- _Brief_
Lines to return, exactly: from the line with "pub struct Evaluation" to the line with "match (*t == label, *p" in the entries below, both included.

Information section start

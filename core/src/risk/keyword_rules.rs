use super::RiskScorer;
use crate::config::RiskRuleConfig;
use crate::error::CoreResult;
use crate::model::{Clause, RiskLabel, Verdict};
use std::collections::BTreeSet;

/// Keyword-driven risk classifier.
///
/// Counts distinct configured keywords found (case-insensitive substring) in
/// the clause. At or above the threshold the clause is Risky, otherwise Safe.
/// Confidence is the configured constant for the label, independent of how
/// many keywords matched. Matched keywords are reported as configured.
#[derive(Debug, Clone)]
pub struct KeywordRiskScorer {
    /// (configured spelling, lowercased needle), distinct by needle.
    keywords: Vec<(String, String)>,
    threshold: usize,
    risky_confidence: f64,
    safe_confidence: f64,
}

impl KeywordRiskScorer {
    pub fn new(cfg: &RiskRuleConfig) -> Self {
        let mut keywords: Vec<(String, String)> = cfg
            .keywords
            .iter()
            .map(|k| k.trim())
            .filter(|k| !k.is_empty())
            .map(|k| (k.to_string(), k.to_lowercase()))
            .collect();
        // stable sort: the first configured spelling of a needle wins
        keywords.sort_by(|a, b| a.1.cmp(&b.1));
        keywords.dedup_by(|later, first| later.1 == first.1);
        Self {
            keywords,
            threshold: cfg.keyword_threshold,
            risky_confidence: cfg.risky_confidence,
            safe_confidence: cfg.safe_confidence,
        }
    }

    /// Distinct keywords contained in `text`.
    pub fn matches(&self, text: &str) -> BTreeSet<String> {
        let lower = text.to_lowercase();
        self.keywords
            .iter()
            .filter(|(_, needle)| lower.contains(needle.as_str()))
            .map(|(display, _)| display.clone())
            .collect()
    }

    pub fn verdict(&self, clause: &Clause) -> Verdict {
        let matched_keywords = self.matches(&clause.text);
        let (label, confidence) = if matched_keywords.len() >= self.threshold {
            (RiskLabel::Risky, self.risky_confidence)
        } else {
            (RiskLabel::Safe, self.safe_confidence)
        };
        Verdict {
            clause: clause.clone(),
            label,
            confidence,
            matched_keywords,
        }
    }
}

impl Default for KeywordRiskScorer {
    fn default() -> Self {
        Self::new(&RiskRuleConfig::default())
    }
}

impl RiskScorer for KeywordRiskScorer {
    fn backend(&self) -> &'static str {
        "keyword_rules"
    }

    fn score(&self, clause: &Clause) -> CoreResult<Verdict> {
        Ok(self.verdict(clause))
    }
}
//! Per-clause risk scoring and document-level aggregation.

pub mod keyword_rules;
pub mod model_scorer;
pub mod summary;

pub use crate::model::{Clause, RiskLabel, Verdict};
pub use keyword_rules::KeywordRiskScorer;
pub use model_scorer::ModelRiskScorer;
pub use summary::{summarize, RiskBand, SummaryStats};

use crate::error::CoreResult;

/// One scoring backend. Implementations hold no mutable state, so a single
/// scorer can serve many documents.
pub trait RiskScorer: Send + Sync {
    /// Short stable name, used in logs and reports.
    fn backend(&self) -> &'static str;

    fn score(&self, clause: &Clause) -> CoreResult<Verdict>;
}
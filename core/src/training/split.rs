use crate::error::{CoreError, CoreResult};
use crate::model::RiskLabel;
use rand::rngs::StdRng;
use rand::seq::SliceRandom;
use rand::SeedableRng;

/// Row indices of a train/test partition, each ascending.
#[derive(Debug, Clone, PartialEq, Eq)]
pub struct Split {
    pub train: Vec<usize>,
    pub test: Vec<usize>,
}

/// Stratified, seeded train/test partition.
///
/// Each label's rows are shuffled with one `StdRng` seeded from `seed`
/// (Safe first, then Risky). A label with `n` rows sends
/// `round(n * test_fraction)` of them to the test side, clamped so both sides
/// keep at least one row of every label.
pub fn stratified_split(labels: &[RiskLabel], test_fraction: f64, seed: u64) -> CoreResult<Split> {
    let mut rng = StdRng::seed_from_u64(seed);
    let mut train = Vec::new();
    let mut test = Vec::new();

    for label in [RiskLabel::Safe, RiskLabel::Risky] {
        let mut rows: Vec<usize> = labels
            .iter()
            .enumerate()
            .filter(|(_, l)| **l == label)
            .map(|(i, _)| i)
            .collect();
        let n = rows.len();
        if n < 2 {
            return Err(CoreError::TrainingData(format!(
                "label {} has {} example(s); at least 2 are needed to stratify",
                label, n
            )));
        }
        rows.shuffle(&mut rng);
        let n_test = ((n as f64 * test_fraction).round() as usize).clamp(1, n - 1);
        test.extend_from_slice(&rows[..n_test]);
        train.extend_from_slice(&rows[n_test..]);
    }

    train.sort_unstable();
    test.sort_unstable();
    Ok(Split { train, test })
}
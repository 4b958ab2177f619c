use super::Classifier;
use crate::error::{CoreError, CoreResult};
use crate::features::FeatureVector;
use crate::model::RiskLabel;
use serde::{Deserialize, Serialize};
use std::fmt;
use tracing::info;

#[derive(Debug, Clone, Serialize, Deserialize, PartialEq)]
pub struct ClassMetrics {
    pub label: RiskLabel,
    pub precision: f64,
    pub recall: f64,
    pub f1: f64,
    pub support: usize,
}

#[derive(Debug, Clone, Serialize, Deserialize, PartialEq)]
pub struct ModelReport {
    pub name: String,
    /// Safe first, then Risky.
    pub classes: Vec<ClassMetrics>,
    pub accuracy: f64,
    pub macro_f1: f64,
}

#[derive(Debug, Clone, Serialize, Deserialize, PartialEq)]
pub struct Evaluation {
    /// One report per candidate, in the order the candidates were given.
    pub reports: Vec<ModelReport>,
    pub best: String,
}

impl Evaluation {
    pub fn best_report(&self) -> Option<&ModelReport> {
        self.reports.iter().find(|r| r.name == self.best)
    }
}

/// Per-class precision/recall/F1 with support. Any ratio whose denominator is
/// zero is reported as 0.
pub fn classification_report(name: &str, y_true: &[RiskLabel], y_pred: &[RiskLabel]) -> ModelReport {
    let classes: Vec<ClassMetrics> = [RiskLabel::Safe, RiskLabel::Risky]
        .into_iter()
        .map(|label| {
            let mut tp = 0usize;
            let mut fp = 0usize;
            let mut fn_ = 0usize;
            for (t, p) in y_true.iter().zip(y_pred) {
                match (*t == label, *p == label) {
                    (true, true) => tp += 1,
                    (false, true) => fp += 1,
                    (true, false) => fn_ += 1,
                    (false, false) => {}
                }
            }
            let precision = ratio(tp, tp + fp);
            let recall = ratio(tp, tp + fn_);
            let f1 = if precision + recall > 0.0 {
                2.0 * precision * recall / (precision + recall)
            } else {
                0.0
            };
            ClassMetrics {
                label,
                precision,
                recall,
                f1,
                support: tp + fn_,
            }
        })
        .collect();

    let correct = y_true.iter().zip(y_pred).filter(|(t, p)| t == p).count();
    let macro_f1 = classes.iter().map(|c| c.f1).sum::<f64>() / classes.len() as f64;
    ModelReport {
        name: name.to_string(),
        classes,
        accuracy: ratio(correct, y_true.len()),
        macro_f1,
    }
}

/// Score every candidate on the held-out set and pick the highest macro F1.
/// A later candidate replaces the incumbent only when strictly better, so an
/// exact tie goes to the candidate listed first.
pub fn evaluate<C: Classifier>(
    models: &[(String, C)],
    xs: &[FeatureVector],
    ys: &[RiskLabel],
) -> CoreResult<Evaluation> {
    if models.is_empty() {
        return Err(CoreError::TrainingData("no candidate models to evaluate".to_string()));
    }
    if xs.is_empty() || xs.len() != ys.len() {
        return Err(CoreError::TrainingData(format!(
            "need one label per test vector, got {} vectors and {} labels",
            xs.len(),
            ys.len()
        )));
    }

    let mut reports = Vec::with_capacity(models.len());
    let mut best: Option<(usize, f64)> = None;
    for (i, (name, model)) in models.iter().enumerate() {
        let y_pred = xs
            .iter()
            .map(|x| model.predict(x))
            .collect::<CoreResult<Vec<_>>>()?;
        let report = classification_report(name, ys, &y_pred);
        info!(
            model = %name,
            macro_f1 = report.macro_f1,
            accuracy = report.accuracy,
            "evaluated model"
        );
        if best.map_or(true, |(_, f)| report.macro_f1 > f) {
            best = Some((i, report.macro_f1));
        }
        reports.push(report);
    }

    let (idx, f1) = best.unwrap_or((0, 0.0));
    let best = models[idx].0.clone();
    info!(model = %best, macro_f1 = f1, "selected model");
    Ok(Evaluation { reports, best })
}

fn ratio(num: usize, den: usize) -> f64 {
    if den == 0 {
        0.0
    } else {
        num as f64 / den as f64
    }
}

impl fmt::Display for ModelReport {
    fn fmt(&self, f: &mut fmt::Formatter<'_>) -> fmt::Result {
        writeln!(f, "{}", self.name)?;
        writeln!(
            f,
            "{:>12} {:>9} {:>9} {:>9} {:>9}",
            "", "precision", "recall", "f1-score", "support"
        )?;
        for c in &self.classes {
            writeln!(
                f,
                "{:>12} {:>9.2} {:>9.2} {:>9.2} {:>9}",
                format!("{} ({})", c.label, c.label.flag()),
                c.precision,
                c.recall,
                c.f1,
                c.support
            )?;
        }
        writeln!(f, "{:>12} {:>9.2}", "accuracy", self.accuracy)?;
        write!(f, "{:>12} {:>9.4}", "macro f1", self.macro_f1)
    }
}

Information section end
Information section start

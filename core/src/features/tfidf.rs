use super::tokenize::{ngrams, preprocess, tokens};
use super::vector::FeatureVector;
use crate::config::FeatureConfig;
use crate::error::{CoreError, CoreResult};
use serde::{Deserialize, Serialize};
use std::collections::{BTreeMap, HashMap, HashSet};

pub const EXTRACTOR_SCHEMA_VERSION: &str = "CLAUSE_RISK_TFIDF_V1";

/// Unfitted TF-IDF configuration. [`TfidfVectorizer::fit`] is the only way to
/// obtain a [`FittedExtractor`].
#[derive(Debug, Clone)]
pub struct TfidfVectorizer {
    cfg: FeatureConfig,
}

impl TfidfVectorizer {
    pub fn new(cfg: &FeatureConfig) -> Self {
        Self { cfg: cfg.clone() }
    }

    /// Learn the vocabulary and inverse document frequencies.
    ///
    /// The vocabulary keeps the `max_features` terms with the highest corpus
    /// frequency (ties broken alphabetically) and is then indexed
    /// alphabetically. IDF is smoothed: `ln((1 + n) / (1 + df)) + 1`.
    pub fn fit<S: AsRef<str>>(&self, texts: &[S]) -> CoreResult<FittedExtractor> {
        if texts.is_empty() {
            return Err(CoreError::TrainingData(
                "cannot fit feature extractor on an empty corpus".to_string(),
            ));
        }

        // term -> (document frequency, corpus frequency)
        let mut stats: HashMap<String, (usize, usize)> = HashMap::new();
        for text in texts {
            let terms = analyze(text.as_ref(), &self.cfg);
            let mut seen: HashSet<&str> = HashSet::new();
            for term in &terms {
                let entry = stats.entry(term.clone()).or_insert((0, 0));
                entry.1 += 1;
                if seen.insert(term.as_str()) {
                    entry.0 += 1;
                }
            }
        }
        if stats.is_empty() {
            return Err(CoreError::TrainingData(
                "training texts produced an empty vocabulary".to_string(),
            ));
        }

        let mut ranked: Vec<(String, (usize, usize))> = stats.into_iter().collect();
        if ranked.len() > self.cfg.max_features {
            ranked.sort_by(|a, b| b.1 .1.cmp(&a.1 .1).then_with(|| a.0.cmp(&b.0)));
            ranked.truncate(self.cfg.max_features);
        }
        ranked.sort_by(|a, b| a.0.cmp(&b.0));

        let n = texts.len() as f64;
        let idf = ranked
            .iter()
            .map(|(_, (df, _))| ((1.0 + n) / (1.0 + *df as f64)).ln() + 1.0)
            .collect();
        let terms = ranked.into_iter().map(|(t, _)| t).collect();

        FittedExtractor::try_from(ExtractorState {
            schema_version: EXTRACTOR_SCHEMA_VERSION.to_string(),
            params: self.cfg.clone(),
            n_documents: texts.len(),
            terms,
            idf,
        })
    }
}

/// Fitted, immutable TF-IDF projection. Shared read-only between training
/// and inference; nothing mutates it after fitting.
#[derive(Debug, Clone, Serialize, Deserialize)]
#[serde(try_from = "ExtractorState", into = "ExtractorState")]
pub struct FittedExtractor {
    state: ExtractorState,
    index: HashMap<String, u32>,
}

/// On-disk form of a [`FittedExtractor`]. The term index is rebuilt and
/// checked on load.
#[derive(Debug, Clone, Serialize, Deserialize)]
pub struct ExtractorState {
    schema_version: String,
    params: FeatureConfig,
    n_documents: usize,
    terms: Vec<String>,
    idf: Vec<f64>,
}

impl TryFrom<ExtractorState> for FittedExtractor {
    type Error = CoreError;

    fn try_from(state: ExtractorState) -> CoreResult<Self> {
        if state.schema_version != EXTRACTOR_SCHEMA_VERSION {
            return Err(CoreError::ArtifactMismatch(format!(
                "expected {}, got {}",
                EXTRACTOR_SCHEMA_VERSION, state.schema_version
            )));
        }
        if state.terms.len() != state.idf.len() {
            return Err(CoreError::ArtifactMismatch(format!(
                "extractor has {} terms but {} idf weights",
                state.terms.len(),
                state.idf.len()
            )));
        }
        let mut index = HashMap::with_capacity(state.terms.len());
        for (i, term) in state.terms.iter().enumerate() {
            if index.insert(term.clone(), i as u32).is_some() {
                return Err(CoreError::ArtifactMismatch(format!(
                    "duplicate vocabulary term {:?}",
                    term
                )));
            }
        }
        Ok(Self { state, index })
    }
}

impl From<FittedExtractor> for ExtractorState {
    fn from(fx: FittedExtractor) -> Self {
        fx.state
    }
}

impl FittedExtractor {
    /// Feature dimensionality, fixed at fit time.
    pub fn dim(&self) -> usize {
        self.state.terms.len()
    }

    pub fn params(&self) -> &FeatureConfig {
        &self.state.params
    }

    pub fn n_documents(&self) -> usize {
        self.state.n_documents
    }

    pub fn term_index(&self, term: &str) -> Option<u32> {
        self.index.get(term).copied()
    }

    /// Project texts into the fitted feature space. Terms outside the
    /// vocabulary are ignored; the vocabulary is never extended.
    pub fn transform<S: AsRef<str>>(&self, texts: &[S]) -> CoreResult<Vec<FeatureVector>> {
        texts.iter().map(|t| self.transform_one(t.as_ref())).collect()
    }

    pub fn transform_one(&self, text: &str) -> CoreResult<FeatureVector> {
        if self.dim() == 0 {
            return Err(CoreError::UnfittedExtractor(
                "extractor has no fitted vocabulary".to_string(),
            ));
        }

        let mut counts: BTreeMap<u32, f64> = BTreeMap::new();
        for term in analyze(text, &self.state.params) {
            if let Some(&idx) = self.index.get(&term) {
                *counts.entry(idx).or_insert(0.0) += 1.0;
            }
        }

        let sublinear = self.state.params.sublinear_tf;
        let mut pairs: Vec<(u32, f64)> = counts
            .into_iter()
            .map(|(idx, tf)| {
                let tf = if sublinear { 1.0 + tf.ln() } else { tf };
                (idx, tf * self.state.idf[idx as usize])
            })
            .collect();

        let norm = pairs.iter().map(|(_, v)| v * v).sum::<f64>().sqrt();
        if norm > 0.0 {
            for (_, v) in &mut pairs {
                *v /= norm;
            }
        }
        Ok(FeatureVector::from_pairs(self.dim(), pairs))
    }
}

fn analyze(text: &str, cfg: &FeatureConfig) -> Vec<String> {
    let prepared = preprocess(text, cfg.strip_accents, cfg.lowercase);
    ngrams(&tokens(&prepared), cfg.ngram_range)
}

Information section end

- _Answer below_
pub struct Evaluation {
    /// One report per candidate, in the order the candidates were given.
    pub reports: Vec<ModelReport>,
    pub best: String,
}

impl Evaluation {
    pub fn best_report(&self) -> Option<&ModelReport> {
        self.reports.iter().find(|r| r.name == self.best)
    }
}

/// Per-class precision/recall/F1 with support. Any ratio whose denominator is
/// zero is reported as 0.
pub fn classification_report(name: &str, y_true: &[RiskLabel], y_pred: &[RiskLabel]) -> ModelReport {
    let classes: Vec<ClassMetrics> = [RiskLabel::Safe, RiskLabel::Risky]
        .into_iter()
        .map(|label| {
            let mut tp = 0usize;
            let mut fp = 0usize;
            let mut fn_ = 0usize;
            for (t, p) in y_true.iter().zip(y_pred) {
                match (*t == label, *p == label) {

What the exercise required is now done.